Ania Szczepańska na Bali przyjechała 25 lutego. To miały być 3 tygodnie wakacji, odpoczynek od pracy. Ania jest trenerem personalnym, na co dzień pracuje na wycieczkowcach pływających po świecie. Jej pracę można obserwować na Instagramie.
Po wakacjach na Bali Ania miała lecieć do Los Angeles, by zrealizować kolejny kontrakt na statku wycieczkowym. Niespodziewanie pojawiły się kłopoty.
– Najpierw Stany Zjednoczone zamknęły granice, 2 dni później linia Princess Cruise Line ogłosiła dwumiesięczną przerwę w rejsach. Wtedy zaczęłam się zastanawiać, czy nie zostać na Bali dłużej – mówi Ania.
Koronawirus w raju
Ania niewiele wie o tym, jak wygląda sytuacja z koronawirusem na wyspie. Władze nie prowadzą szerokiej kampanii informacyjnej skierowanej do turystów, którzy, tak jak ona, utknęli na wyspie.

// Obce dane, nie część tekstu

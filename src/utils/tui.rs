//! Text User Interface (TUI) utilities.
//!
//! Handles formatted output for the CLI.

use crate::registry;
use crate::utils::bench::{self, BenchmarkResult};
use terminal_size::{terminal_size, Width};

/// Get the current terminal width, constrained to a reasonable range
fn get_term_width() -> usize {
    if let Some((Width(w), _)) = terminal_size() {
        (w as usize).clamp(40, 200)
    } else {
        80
    }
}

/// Print the application header
pub fn print_header() {
    let term_width = get_term_width().min(80); // Cap header at 80
    let title = " Sortlab Benchmarks ";
    let padding = term_width.saturating_sub(title.len() + 2) / 2;
    let right_padding = term_width.saturating_sub(padding + title.len());

    let border = "═".repeat(term_width);

    println!("╔{}╗", border);
    println!(
        "║{}{}{}║",
        " ".repeat(padding),
        title,
        " ".repeat(right_padding)
    );
    println!("╚{}╝", border);
    println!();
}

/// Print the descriptor table: complexities and stability per algorithm.
pub fn print_algorithm_table() {
    println!("┌────────────────┬────────────┬────────────┬────────────┬────────────┐");
    println!("│ Algorithm      │ Best       │ Average    │ Worst      │ Stability  │");
    println!("├────────────────┼────────────┼────────────┼────────────┼────────────┤");

    for d in registry::descriptors() {
        println!(
            "│ {:<14} │ {:<10} │ {:<10} │ {:<10} │ {:<10} │",
            d.name,
            d.complexity.best,
            d.complexity.average,
            d.complexity.worst,
            if d.stable { "stable" } else { "not stable" }
        );
    }

    println!("└────────────────┴────────────┴────────────┴────────────┴────────────┘");
    println!();
}

/// Print one benchmark run as a table.
pub fn print_results_table(results: &[BenchmarkResult], runs_note: u32) {
    if results.is_empty() {
        return;
    }

    let first = &results[0];
    println!(
        "  Dataset: {} · {} elements · {} variants",
        first.dataset_kind.label(),
        first.element_count,
        first.variant.label()
    );
    if runs_note > 1 {
        println!(
            "  (times and counts are means of {} runs per algorithm)",
            runs_note
        );
    }

    let width = get_term_width().min(86);
    println!("  {}", "─".repeat(width));
    println!(
        "  {:<16} {:>12} {:>12} {:>10} {:>12} {:>10}",
        "Algorithm", "Time (s)", "Comparisons", "Swaps", "Movements", "Stability"
    );
    println!("  {}", "─".repeat(width));

    for r in results {
        println!(
            "  {:<16} {:>12.6} {:>12} {:>10} {:>12} {:>10}",
            r.algorithm,
            r.elapsed_seconds,
            r.comparisons,
            r.swaps,
            r.movements,
            if r.stable { "stable" } else { "unstable" }
        );
    }
    println!();
}

/// Print the three rankings (time, comparisons, swaps) for one run.
pub fn print_rankings(results: &[BenchmarkResult]) {
    let mut ranked = results.to_vec();

    bench::rank_by_time(&mut ranked);
    println!("  Ranking by execution time:");
    for (i, r) in ranked.iter().enumerate() {
        println!("    {}. {}: {:.6} s", i + 1, r.algorithm, r.elapsed_seconds);
    }
    println!();

    bench::rank_by_comparisons(&mut ranked);
    println!("  Ranking by comparisons:");
    for (i, r) in ranked.iter().enumerate() {
        println!("    {}. {}: {} comparisons", i + 1, r.algorithm, r.comparisons);
    }
    println!();

    bench::rank_by_swaps(&mut ranked);
    println!("  Ranking by swaps:");
    for (i, r) in ranked.iter().enumerate() {
        println!("    {}. {}: {} swaps", i + 1, r.algorithm, r.swaps);
    }
    println!();
}

/// Print the help message
pub fn print_help() {
    println!("Usage: sortlab [OPTIONS] [ALGORITHM]");
    println!();
    println!("Options:");
    println!("  --list, -l     List all available algorithms");
    println!("  --help, -h     Show this help message");
    println!("  --sizes SIZES  Comma-separated dataset sizes (default: 100,1000,10000)");
    println!("  --shape SHAPE  Input shape: random, sorted, reversed, few-distinct");
    println!("  --seed N       Random seed for reproducible datasets (default: 42)");
    println!("  --naive        Run the naive variants instead of the optimized ones");
    println!("  --csv PATH     Export results to a CSV file");
    println!();
    println!("Arguments:");
    println!("  ALGORITHM      Name (or prefix) of one algorithm to run (omit for all)");
    println!();
    println!("Examples:");
    println!("  sortlab                      # Run all algorithms");
    println!("  sortlab quick                # Run only Quick Sort");
    println!("  sortlab --naive --shape sorted");
    println!("  sortlab --sizes 500,5000 --csv results.csv");
}

/// Print the list of available algorithms with their properties.
pub fn print_available_algorithms() {
    println!("Available algorithms:");
    println!();
    for d in registry::descriptors() {
        println!(
            "  {:<16} {:<12} best {:<10} avg {:<10} worst {}",
            d.name,
            if d.stable { "[stable]" } else { "[unstable]" },
            d.complexity.best,
            d.complexity.average,
            d.complexity.worst
        );
    }
}
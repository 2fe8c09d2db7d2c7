//! Bubble sort implementations.

mod naive;
mod optimized;

pub use naive::bubble_sort_naive;
pub use optimized::bubble_sort_optimized;

use crate::sorts::SortFn;
use crate::utils::VariantInfo;

/// All variants of this family, naive first.
pub fn available_variants<T: Clone>() -> Vec<VariantInfo<SortFn<T>>> {
    vec![
        VariantInfo {
            name: "naive",
            description: "Unconditional n-1 passes",
            function: bubble_sort_naive::<T>,
        },
        VariantInfo {
            name: "optimized",
            description: "Stops at the first pass without swaps",
            function: bubble_sort_optimized::<T>,
        },
    ]
}
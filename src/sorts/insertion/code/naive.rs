//! Textbook insertion sort.

use crate::sorts::SortContext;
use std::cmp::Ordering;

/// Insertion sort, didactic form: the inner loop tests the shift
/// condition with an explicit `if`/`break`.
///
/// Movements: one for saving the key, one per shifted element, one for
/// inserting the key. No swaps.
pub fn insertion_sort_naive<T: Clone>(data: &mut [T], ctx: &SortContext<T>) {
    for i in 1..data.len() {
        let key = data[i].clone();
        ctx.record_move();
        let mut j = i;

        while j > 0 {
            if ctx.compare(&data[j - 1], &key) == Ordering::Greater {
                data[j] = data[j - 1].clone();
                ctx.record_move();
                j -= 1;
            } else {
                break;
            }
        }

        data[j] = key;
        ctx.record_move();
    }
}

Polega tylko na tym, co usłyszy od miejscowych. – Podobno wirus krąży po wyspie, ale władze indonezyjskie nie mówią wprost jaka jest sytuacja. Podobno jeden z hoteli na Bali został objęty kwarantanną, bo u 5 turystów oraz 40 pracowników stwierdzono pozytywny wynik w badaniu na obecność koronawirusa. Jedna osoba podobno zmarła – mówi Ania.
Na Bali wprowadzono ograniczenia podobne do tych w Polsce. Szkoły zostały zamknięte na dwa tygodnie, rząd zaleca mieszkańcom wyspy pozostawanie w domach. Od 20 marca mają wejść w życie restrykcje związane z opuszczaniem Bali.
Największym problemem dla turystów, którzy utknęli na wyspie, jest uzyskanie wizy, która pozwoli na przedłużenie pobytu na Bali. – Kiedy postanowiłam tu zostać dłużej, miałam w planach zrobić tak zwaną „visa run”. Polega to na tym, że wylatuje się do sąsiedniego kraju, na przykład do Malezji, po czym wraca tego samego dnia. To daje możliwość wykupienia wizy na lotnisku, ważnej 60 dni, z możliwością przedłużenia.
Parę dni temu Singapur ogłosił, że każdy podróżny musi odbyć dwutygodniową kwarantannę, więc tam już nie można polecieć, żeby uzyskać prawo przedłużenia pobytu na Bali. – Malezja też zamknęła granice – tłumaczy Ania.
– Ważność mojej wizy kończy się 26 marca. Trochę spanikowałam, bo za każdy dzień pobytu bez wizy trzeba zapłacić 1 milion rupii kary, czyli ok. 260 zł – dodaje Ania.
Rajskie więzienie dla turystów na Bali
Ani skończyła się rezerwacja w hotelu. Teraz mieszka u ludzi, których poznała poprzez stronę couchsurfing.com umożliwiającą turystom skorzystanie z noclegu w domach mieszkańców danego kraju.
Trafiła do wielokulturowej komuny złożonej z ludzi, którzy, tak jak ona, zostali uwięzieni na wyspie. – Mieszkamy w południowej części Bali. Jest nas ośmioro. Piątka turystów i trzech Indonezyjczyków, którzy udzielili nam schronienia – opowiada Ania.
Mieszkają wspólnie i wspólnie spędzają czas. Ania mówi, że nie nikt z jej towarzyszy niedoli nie czuje obawy przed koronawirusem. Starają się dobrze bawić, dokumentują swoje przymusowe wakacje na Bali, nagrywając filmy. – Zaczęliśmy kręcić krótkie filmiki i wrzucać je na Youtube'a, by pokazać innym, jak wygląda nasze więzienie w raju – opowiada.
Ania wykupiła bilet lot do Polski, wraca 4 kwietnia. Co jeśli pandemia i blokada granic potrwa dłużej? – Czekam też na informację, kiedy będę mogła wrócić na statek wycieczkowy. Staram się żyć normalnie. Jeśli pandemia potrwa dłużej, zostanę na Bali. Mam tu niesamowitą rodzinę. Będzie mi ciężko opuszczać tych ludzi, gdy w końcu będe mogła wyjechać – śmieje się.